Observer Sun 29 Apr 2018
"Violent misogyny is unfortunately not confined to the internet’s ‘incels’"
Catherine Bennett
(extract)
And further demonstrating that misogynistic tropes are by no means the monopoly of resentful male virgins, curators at San Francisco library are currently staging an exhibition featuring a display of dissident-silencing weaponry (axes and bats) and other hate-advertising artefacts.

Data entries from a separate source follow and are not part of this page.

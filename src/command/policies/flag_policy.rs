use crate::arg::args::Arg;
use crate::core::types::Flag;

#[derive(Debug)]
pub enum FlagDecision {
    /// Stop execution and just print usage()
    ShortCircuitUsage,
    /// Continue command execution
    Continue,
    /// Turn into an error
    Error(crate::errors::Error),
}

pub trait FlagRule {
    fn check(&self, args: &[Arg]) -> FlagDecision;
}

pub struct HelpAtIdx(pub usize);
impl FlagRule for HelpAtIdx {
    fn check(&self, args: &[Arg]) -> FlagDecision {
        match args.get(self.0) {
            Some(Arg::Flag(Flag::Help)) => FlagDecision::ShortCircuitUsage,
            _ => FlagDecision::Continue,
        }
    }
}

/// `-h` anywhere on the line, e.g. after a half-typed shot.
pub struct HelpAnywhere;
impl FlagRule for HelpAnywhere {
    fn check(&self, args: &[Arg]) -> FlagDecision {
        if args.iter().any(|a| matches!(a, Arg::Flag(Flag::Help))) {
            FlagDecision::ShortCircuitUsage
        } else {
            FlagDecision::Continue
        }
    }
}

/// Rejects any argument past `max`.
pub struct MaxArgs(pub usize);
impl FlagRule for MaxArgs {
    fn check(&self, args: &[Arg]) -> FlagDecision {
        match args.get(self.0) {
            Some(extra) => FlagDecision::Error(crate::errors::Error::parse(format!(
                "Unexpected argument: {extra}"
            ))),
            None => FlagDecision::Continue,
        }
    }
}

pub struct FlagPolicy {
    rules: Vec<Box<dyn FlagRule>>,
}
impl FlagPolicy {
    pub fn new(rules: Vec<Box<dyn FlagRule>>) -> Self {
        Self { rules }
    }
    pub fn none() -> Self {
        Self { rules: vec![] }
    }

    /// Help anywhere, then at most `max` arguments.
    pub fn help_with_max(max: usize) -> Self {
        Self::new(vec![Box::new(HelpAnywhere), Box::new(MaxArgs(max))])
    }

    pub fn evaluate(&self, args: &[Arg]) -> FlagDecision {
        // First matching short-circuit wins; otherwise Continue.
        for r in &self.rules {
            match r.check(args) {
                FlagDecision::Continue => continue,
                other => return other,
            }
        }
        FlagDecision::Continue
    }
}
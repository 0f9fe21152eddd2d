use crate::config::Config;
use crate::core::models::Shot;
use crate::core::types::TransportMode;
use crate::scheduler::DayPlan;
use crate::ui::display_data::DisplayDataBuilder;
use crate::ui::table_printer::{Table, TablePrinter, TableRow};
use crate::ui::width_util::WidthUtil;
use std::io;
use std::io::Write;

const SHOT_HEADERS: [&str; 8] = [
    "ID", "SCENE", "TITLE", "DATE", "WINDOW", "LOCATION", "STATUS", "GEAR",
];
const PLAN_HEADERS: [&str; 6] = ["WINDOW", "SCENE", "TITLE", "LOCATION", "STATUS", "GEAR"];
const MIN_TITLE_WIDTH: usize = 12;

#[derive(Debug, Default, Clone)]
pub struct DisplayManager {
    pub printer: TablePrinter,
    pub util: WidthUtil,
    pub data: DisplayDataBuilder,
}

impl DisplayManager {
    pub fn new() -> Self {
        Self::default()
    }

    pub fn render_config<W: Write>(&self, config: &Config, out: &mut W) -> io::Result<()> {
        let headers = ["ID", "KEY", "DESCRIPTION", "VALUE"];
        let rows: Vec<TableRow> = config
            .rows()
            .iter()
            .enumerate()
            .map(|(i, (k, d, v))| TableRow::cells([i.to_string(), k.clone(), d.clone(), v.clone()]))
            .collect();
        let table = Table::new("Config", &headers, rows).empty_message("No config items found.");
        self.printer.render(&table, out)
    }

    pub fn display_config(&self, config: &Config) {
        let _ = self.render_config(config, &mut io::stdout());
    }

    pub fn render_shots<W: Write>(
        &self,
        shots: &[&Shot],
        title_width: usize,
        out: &mut W,
    ) -> io::Result<()> {
        let rows = self.data.shot_rows(shots, title_width);
        let table = Table::new("Shots", &SHOT_HEADERS, rows).empty_message("No shots scheduled.");
        self.printer.render(&table, out)
    }

    /// Titles get roughly a third of the terminal.
    pub fn display_shots(&self, shots: &[&Shot]) {
        let title_width = (self.util.terminal_width() / 3).max(MIN_TITLE_WIDTH);
        let _ = self.render_shots(shots, title_width, &mut io::stdout());
    }

    pub fn render_checklist<W: Write>(&self, shots: &[&Shot], out: &mut W) -> io::Result<()> {
        let headers = ["ID", "SHOT", "READY", "EQUIPMENT"];
        let rows = self.data.checklist_rows(shots);
        let table = Table::new("Equipment Checklist", &headers, rows)
            .empty_message("No equipment assigned.");
        self.printer.render(&table, out)
    }

    pub fn display_checklist(&self, shots: &[&Shot]) {
        let _ = self.render_checklist(shots, &mut io::stdout());
    }

    pub fn render_plan<W: Write>(
        &self,
        plans: &[DayPlan<'_>],
        progress: u8,
        mode: TransportMode,
        filtered: bool,
        out: &mut W,
    ) -> io::Result<()> {
        let sections = self.data.plan_sections(plans);
        let summary = format!("Progress: {progress}% done | travel by {mode}");
        let notice = "Filtered view: travel checks paused.";

        let mut width = self.util.visible_width(&summary);
        if filtered {
            width = width.max(self.util.visible_width(notice));
        }
        let tables: Vec<Table<'_>> = sections
            .iter()
            .map(|s| Table::new(&s.title, &PLAN_HEADERS, s.rows.clone()))
            .collect();
        for t in &tables {
            width = width.max(self.printer.table_width(t));
        }

        self.printer.render_banner("Shot Plan", width, out)?;
        writeln!(out, "{summary}")?;
        if filtered {
            writeln!(out, "{notice}")?;
        }
        if tables.is_empty() {
            let empty = Table::new("Schedule", &[], Vec::new())
                .empty_message("No shots scheduled.")
                .min_width(width);
            return self.printer.render(&empty, out);
        }
        for t in tables {
            self.printer.render(&t.min_width(width), out)?;
        }
        Ok(())
    }

    pub fn display_plan(
        &self,
        plans: &[DayPlan<'_>],
        progress: u8,
        mode: TransportMode,
        filtered: bool,
    ) {
        let _ = self.render_plan(plans, progress, mode, filtered, &mut io::stdout());
    }
}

Photographs of one vitrine, featuring a red bespattered T-shirt reading: “I punch terfs!” (trans-exclusionary radical feminists/women who disagree with me), may have struck a chord with anyone following the current UK debate about the government’s self-ID proposals. To date, threats, from one side, which echo, inescapably, some of those in the pro-Rodger playbook (“die in a fire terf scum”) have yet to generate comparably widespread concern, even after a woman was punched. Her assailant had earlier expressed the wish to “fuck up some terfs”.(continues)
concludes:
If sexism does not explain how rapidly the language employed against dissenting women (including some trans women) in the UK self-ID debate, degenerated, in some quarters, into generic-sounding obscenities (eg, to unco-operative lesbians, “choke on my ladydick”), perhaps it’s because social media has for so long facilitated the delusion that hate speech, as applied to women, is simply part of the landscape.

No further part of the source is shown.